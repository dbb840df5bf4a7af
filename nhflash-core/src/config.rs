//! Run-time settings for an installation.
use std::path::PathBuf;
use std::str::FromStr;
use std::time::Duration;

/// Fixed waits standing in for readiness signals the host cannot observe.
///
/// Phone boot times vary by model and by how much is on the data partition,
/// so every value can be overridden.
#[derive(Clone, Debug, PartialEq)]
pub struct SettleTimes {
    /// After asking a booted device to restart into its bootloader, before
    /// checking that fastboot can see it.
    pub bootloader_reboot: Duration,
    /// Between consecutive recovery wipe commands.
    pub wipe_gap: Duration,
    /// After the install commands, before wiping caches.
    pub post_install: Duration,
    /// After the recovery of the second cycle reports ready.
    pub recovery_ready: Duration,
    /// After installing the filesystem payload, before the final reboot.
    pub post_filesystem_install: Duration,
    /// After rebooting into the freshly installed system, before adb is
    /// queried again. The first boot after a flash is the slowest one.
    pub system_boot: Duration,
    /// Like `bootloader_reboot`, for the second cycle, when the device is
    /// leaving a freshly installed system rather than a recovery.
    pub second_bootloader_reboot: Duration,
}

impl Default for SettleTimes {
    fn default() -> Self {
        Self {
            bootloader_reboot: Duration::from_secs(7),
            wipe_gap: Duration::from_secs(1),
            post_install: Duration::from_secs(10),
            recovery_ready: Duration::from_secs(20),
            post_filesystem_install: Duration::from_secs(30),
            system_boot: Duration::from_secs(60),
            second_bootloader_reboot: Duration::from_secs(30),
        }
    }
}

impl SettleTimes {
    /// No waiting at all, for tests and scripted runs.
    pub fn none() -> Self {
        Self {
            bootloader_reboot: Duration::ZERO,
            wipe_gap: Duration::ZERO,
            post_install: Duration::ZERO,
            recovery_ready: Duration::ZERO,
            post_filesystem_install: Duration::ZERO,
            system_boot: Duration::ZERO,
            second_bootloader_reboot: Duration::ZERO,
        }
    }

    /// Multiplies every duration by `factor` (clamped at zero).
    pub fn scaled(&self, factor: f64) -> Self {
        let scale = |d: Duration| d.mul_f64(factor.max(0.0));
        Self {
            bootloader_reboot: scale(self.bootloader_reboot),
            wipe_gap: scale(self.wipe_gap),
            post_install: scale(self.post_install),
            recovery_ready: scale(self.recovery_ready),
            post_filesystem_install: scale(self.post_filesystem_install),
            system_boot: scale(self.system_boot),
            second_bootloader_reboot: scale(self.second_bootloader_reboot),
        }
    }
}

/// Whether the companion app bundle is installed.
#[derive(Clone, Copy, Debug, Default, PartialEq, Eq)]
pub enum CompanionPolicy {
    /// Ask the operator each run.
    #[default]
    Ask,
    Always,
    Never,
}

impl FromStr for CompanionPolicy {
    type Err = String;

    fn from_str(s: &str) -> Result<Self, Self::Err> {
        match s.to_ascii_lowercase().as_str() {
            "ask" => Ok(Self::Ask),
            "always" => Ok(Self::Always),
            "never" => Ok(Self::Never),
            other => Err(format!(
                "unknown companion policy '{other}' (expected ask, always or never)"
            )),
        }
    }
}

#[derive(Clone, Debug)]
pub struct InstallerConfig {
    /// Where artifacts are looked for and downloaded to.
    pub workdir: PathBuf,
    /// Device-side directory that payloads are pushed to.
    pub remote_dir: String,
    pub settle: SettleTimes,
    pub companion: CompanionPolicy,
    /// Ask the operator to confirm before stages that depend on the device
    /// having finished a mode change.
    pub acknowledge_transitions: bool,
}

impl Default for InstallerConfig {
    fn default() -> Self {
        Self {
            workdir: PathBuf::from("."),
            remote_dir: "/sdcard".to_string(),
            settle: SettleTimes::default(),
            companion: CompanionPolicy::default(),
            acknowledge_transitions: true,
        }
    }
}
//! The installation orchestrator.
//!
//! [`Installer::run`] walks a single device through detection,
//! identification, bootloader unlock, artifact staging and the stage list
//! built by [`crate::plan`]. It owns the run state exclusively and stops at
//! the first failure: nothing is retried and no further device command is
//! issued once an operation has failed, because mutating a phone after a
//! failed flash is how phones get bricked. The only repeated queries are
//! status checks, and those are bounded to one re-check per mode change.
use crate::config::{CompanionPolicy, InstallerConfig};
use crate::console::Console;
use crate::control::{BootloaderControl, ControlError, DeviceStatus, RebootTarget, UserModeControl};
use crate::fetch::Fetcher;
use crate::outcome::{ErrorKind, InstallError, Outcome};
use crate::plan::{Ack, Flow, Plane, Step, Wait};
use crate::profile::{ArtifactKind, DeviceProfile};
use crate::registry::{Registry, Resolution};
use crate::staging::{self, StagedArtifacts};
use std::path::Path;
use std::time::Duration;

const MSG_ADB_ISSUE: &str = "No device found over ADB. Make sure the device is connected, \
USB debugging is enabled, and this computer has been authorized on the device.";
const MSG_FIX_PERMS: &str = "This computer lacks permission to access the device over USB. \
Install the Android udev rules (or run as administrator) and reconnect the device.";
const MSG_FASTBOOT_NO_DEVICE: &str = "No device found in fastboot mode. Make sure the device \
is connected and sitting in its bootloader.";
const MSG_UNLOCK_SUCCESS: &str = "Bootloader unlocked! The device will now wipe itself and \
reboot. Once it has finished, enable USB debugging again and re-run the installer.";
const MSG_MANUAL_REBOOT: &str =
    "Please reboot your device manually by going to Reboot > System > Do Not Install";

/// Where the run has got to.
#[derive(Clone, Copy, Debug, PartialEq, Eq)]
pub enum Phase {
    Idle,
    ToolsVerified,
    ModeDetected,
    DeviceIdentified,
    BootloaderUnlocked,
    ArtifactsStaged,
    /// Executing the step at this index of the plan.
    Step(usize),
    Done,
}

/// Which control-plane the device is believed to be answering on.
#[derive(Clone, Copy, Debug, PartialEq, Eq)]
pub enum Mode {
    Unknown,
    UserMode,
    Bootloader,
}

/// Working state of one invocation. Never persisted.
#[derive(Clone, Debug)]
pub struct InstallationRun {
    pub phase: Phase,
    pub mode: Mode,
    pub profile: Option<DeviceProfile>,
    pub staged: StagedArtifacts,
}
//! Command-line interface for lipstream
//!
//! Provides argument parsing using clap derive macros.

use clap::{Parser, Subcommand};
use clap_complete::Shell;
use std::path::PathBuf;
use std::time::Duration;

/// Progressive talking-avatar pipeline
#[derive(Parser, Debug)]
#[command(
    name = "lipstream",
    version,
    about = "Turn a spoken question into a stream of short talking-avatar clips"
)]
pub struct Cli {
    /// Subcommand to execute
    #[command(subcommand)]
    pub command: Commands,

    /// Path to configuration file
    #[arg(long, global = true, value_name = "PATH")]
    pub config: Option<PathBuf>,

    /// Suppress event output (quiet mode)
    #[arg(short, long, global = true)]
    pub quiet: bool,

    /// Verbose logging (-v: debug, -vv: trace)
    #[arg(short, long, global = true, action = clap::ArgAction::Count)]
    pub verbose: u8,
}

/// Parse a duration such as `10s`, `1500ms` or a bare number of seconds.
fn parse_duration(s: &str) -> Result<Duration, String> {
    let s = s.trim();
    // Bare number → seconds
    if let Ok(secs) = s.parse::<u64>() {
        return Ok(Duration::from_secs(secs));
    }
    humantime::parse_duration(s).map_err(|e| e.to_string())
}

/// Per-job options shared by `run` and `submit`.
#[derive(clap::Args, Debug, Clone, Default)]
pub struct JobArgs {
    /// Recorded user speech
    #[arg(value_name = "AUDIO")]
    pub audio: PathBuf,

    /// Spoken language code (default: from config). Examples: en, es, zh
    #[arg(long, short = 'l', value_name = "LANG")]
    pub language: Option<String>,

    /// JSON file with earlier turns: [{"role": "user", "content": "..."}]
    #[arg(long, value_name = "FILE")]
    pub history: Option<PathBuf>,

    /// Reference image file name inside the images directory
    #[arg(long, value_name = "NAME")]
    pub image: Option<String>,

    /// Voice sample file name inside the voice samples directory
    #[arg(long, value_name = "NAME")]
    pub voice: Option<String>,

    /// Print events as JSON lines on stdout instead of rendering them
    #[arg(long)]
    pub json: bool,
}

/// Available commands
#[derive(Subcommand, Debug)]
pub enum Commands {
    /// Run one job in this process
    Run {
        #[command(flatten)]
        job: JobArgs,

        /// Use built-in mock collaborators instead of the GPU service
        #[arg(long)]
        dry_run: bool,

        /// Override how long to wait for each clip to settle (e.g. 10s, 2500ms)
        #[arg(long, value_name = "DURATION", value_parser = parse_duration)]
        readiness_timeout: Option<Duration>,
    },

    /// Serve jobs on a Unix socket
    Serve {
        /// Path to Unix socket (default: $XDG_RUNTIME_DIR/lipstream.sock)
        #[arg(long, value_name = "PATH")]
        socket: Option<PathBuf>,

        /// Use built-in mock collaborators instead of the GPU service
        #[arg(long)]
        dry_run: bool,
    },

    /// Send a job to a running server and follow its events
    Submit {
        #[command(flatten)]
        job: JobArgs,

        /// Path to Unix socket (default: $XDG_RUNTIME_DIR/lipstream.sock)
        #[arg(long, value_name = "PATH")]
        socket: Option<PathBuf>,
    },

    /// Show how a response text would be split into chunks
    Segment {
        /// Text to split
        text: String,

        /// Preferred maximum characters per chunk
        #[arg(long, value_name = "CHARS")]
        target: Option<usize>,

        /// Hard character ceiling for the first chunk
        #[arg(long, value_name = "CHARS")]
        ceiling: Option<usize>,
    },

    /// Check the GPU service
    Health,

    /// List reference images and voice samples jobs can choose from
    Assets {
        /// Print as JSON
        #[arg(long)]
        json: bool,
    },

    /// Inspect configuration
    Config {
        /// Action to perform
        #[command(subcommand)]
        action: ConfigAction,
    },

    /// Generate shell completions
    Completions {
        /// Target shell (bash, zsh, fish, elvish, powershell)
        shell: Shell,
    },
}

/// Config subcommand actions
#[derive(Subcommand, Debug)]
pub enum ConfigAction {
    /// Print the effective configuration as TOML
    Show,
    /// Print the configuration file path
    Path,
}

#[cfg(test)]
mod tests {
    use super::*;

    #[test]
    fn test_parse_run_minimal() {
        let cli = Cli::try_parse_from(["lipstream", "run", "question.wav"]).unwrap();
        match cli.command {
            Commands::Run {
                job,
                dry_run,
                readiness_timeout,
            } => {
                assert_eq!(job.audio, PathBuf::from("question.wav"));
                assert!(job.language.is_none());
                assert!(job.history.is_none());
                assert!(!job.json);
                assert!(!dry_run);
                assert!(readiness_timeout.is_none());
            }
            other => panic!("Expected Run command, got {:?}", other),
        }
        assert!(!cli.quiet);
        assert_eq!(cli.verbose, 0);
        assert!(cli.config.is_none());
    }

    #[test]
    fn test_parse_run_with_options() {
        let cli = Cli::try_parse_from([
            "lipstream",
            "run",
            "q.wav",
            "--language",
            "es",
            "--history",
            "turns.json",
            "--image",
            "alice.png",
            "--voice",
            "alice.wav",
            "--json",
            "--dry-run",
            "--readiness-timeout",
            "2500ms",
        ])
        .unwrap();
        match cli.command {
            Commands::Run {
                job,
                dry_run,
                readiness_timeout,
            } => {
                assert_eq!(job.language.as_deref(), Some("es"));
                assert_eq!(job.history, Some(PathBuf::from("turns.json")));
                assert_eq!(job.image.as_deref(), Some("alice.png"));
                assert_eq!(job.voice.as_deref(), Some("alice.wav"));
                assert!(job.json);
                assert!(dry_run);
                assert_eq!(readiness_timeout, Some(Duration::from_millis(2500)));
            }
            other => panic!("Expected Run command, got {:?}", other),
        }
    }

    #[test]
    fn test_parse_duration_formats() {
        assert_eq!(parse_duration("10").unwrap(), Duration::from_secs(10));
        assert_eq!(parse_duration("10s").unwrap(), Duration::from_secs(10));
        assert_eq!(parse_duration("1m30s").unwrap(), Duration::from_secs(90));
        assert!(parse_duration("soon").is_err());
    }

    #[test]
    fn test_parse_run_requires_audio() {
        assert!(Cli::try_parse_from(["lipstream", "run"]).is_err());
    }

    #[test]
    fn test_parse_verbose_counts() {
        let cli = Cli::try_parse_from(["lipstream", "-vv", "health"]).unwrap();
        assert_eq!(cli.verbose, 2);
        assert!(matches!(cli.command, Commands::Health));
    }

    #[test]
    fn test_parse_assets() {
        let cli = Cli::try_parse_from(["lipstream", "assets"]).unwrap();
        assert!(matches!(cli.command, Commands::Assets { json: false }));

        let cli = Cli::try_parse_from(["lipstream", "assets", "--json"]).unwrap();
        assert!(matches!(cli.command, Commands::Assets { json: true }));
    }

    #[test]
    fn test_parse_global_flags_after_subcommand() {
        let cli = Cli::try_parse_from([
            "lipstream",
            "serve",
            "--config",
            "/etc/lipstream.toml",
            "-q",
        ])
        .unwrap();
        assert_eq!(cli.config, Some(PathBuf::from("/etc/lipstream.toml")));
        assert!(cli.quiet);
        match cli.command {
            Commands::Serve { socket, dry_run } => {
                assert!(socket.is_none());
                assert!(!dry_run);
            }
            other => panic!("Expected Serve command, got {:?}", other),
        }
    }

    #[test]
    fn test_parse_submit_with_socket() {
        let cli = Cli::try_parse_from([
            "lipstream",
            "submit",
            "q.wav",
            "--socket",
            "/tmp/test.sock",
        ])
        .unwrap();
        match cli.command {
            Commands::Submit { job, socket } => {
                assert_eq!(job.audio, PathBuf::from("q.wav"));
                assert_eq!(socket, Some(PathBuf::from("/tmp/test.sock")));
            }
            other => panic!("Expected Submit command, got {:?}", other),
        }
    }

    #[test]
    fn test_parse_segment() {
        let cli = Cli::try_parse_from([
            "lipstream",
            "segment",
            "Hello. Welcome.",
            "--target",
            "30",
        ])
        .unwrap();
        match cli.command {
            Commands::Segment {
                text,
                target,
                ceiling,
            } => {
                assert_eq!(text, "Hello. Welcome.");
                assert_eq!(target, Some(30));
                assert!(ceiling.is_none());
            }
            other => panic!("Expected Segment command, got {:?}", other),
        }
    }

    #[test]
    fn test_parse_config_actions() {
        let cli = Cli::try_parse_from(["lipstream", "config", "show"]).unwrap();
        assert!(matches!(
            cli.command,
            Commands::Config {
                action: ConfigAction::Show
            }
        ));
        let cli = Cli::try_parse_from(["lipstream", "config", "path"]).unwrap();
        assert!(matches!(
            cli.command,
            Commands::Config {
                action: ConfigAction::Path
            }
        ));
    }

    #[test]
    fn test_parse_completions() {
        let cli = Cli::try_parse_from(["lipstream", "completions", "bash"]).unwrap();
        match cli.command {
            Commands::Completions { shell } => assert_eq!(shell, Shell::Bash),
            other => panic!("Expected Completions command, got {:?}", other),
        }
    }

    #[test]
    fn test_cli_definition_is_valid() {
        use clap::CommandFactory;
        Cli::command().debug_assert();
    }
}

________________________

#### TASK DESCRIPTION
Extract each line holding the word "matches" from the records.

#### RESPONSE
        assert!(matches!(cli.command, Commands::Health));
        assert!(matches!(cli.command, Commands::Assets { json: false }));
        assert!(matches!(cli.command, Commands::Assets { json: true }));
        assert!(matches!(
        assert!(matches!(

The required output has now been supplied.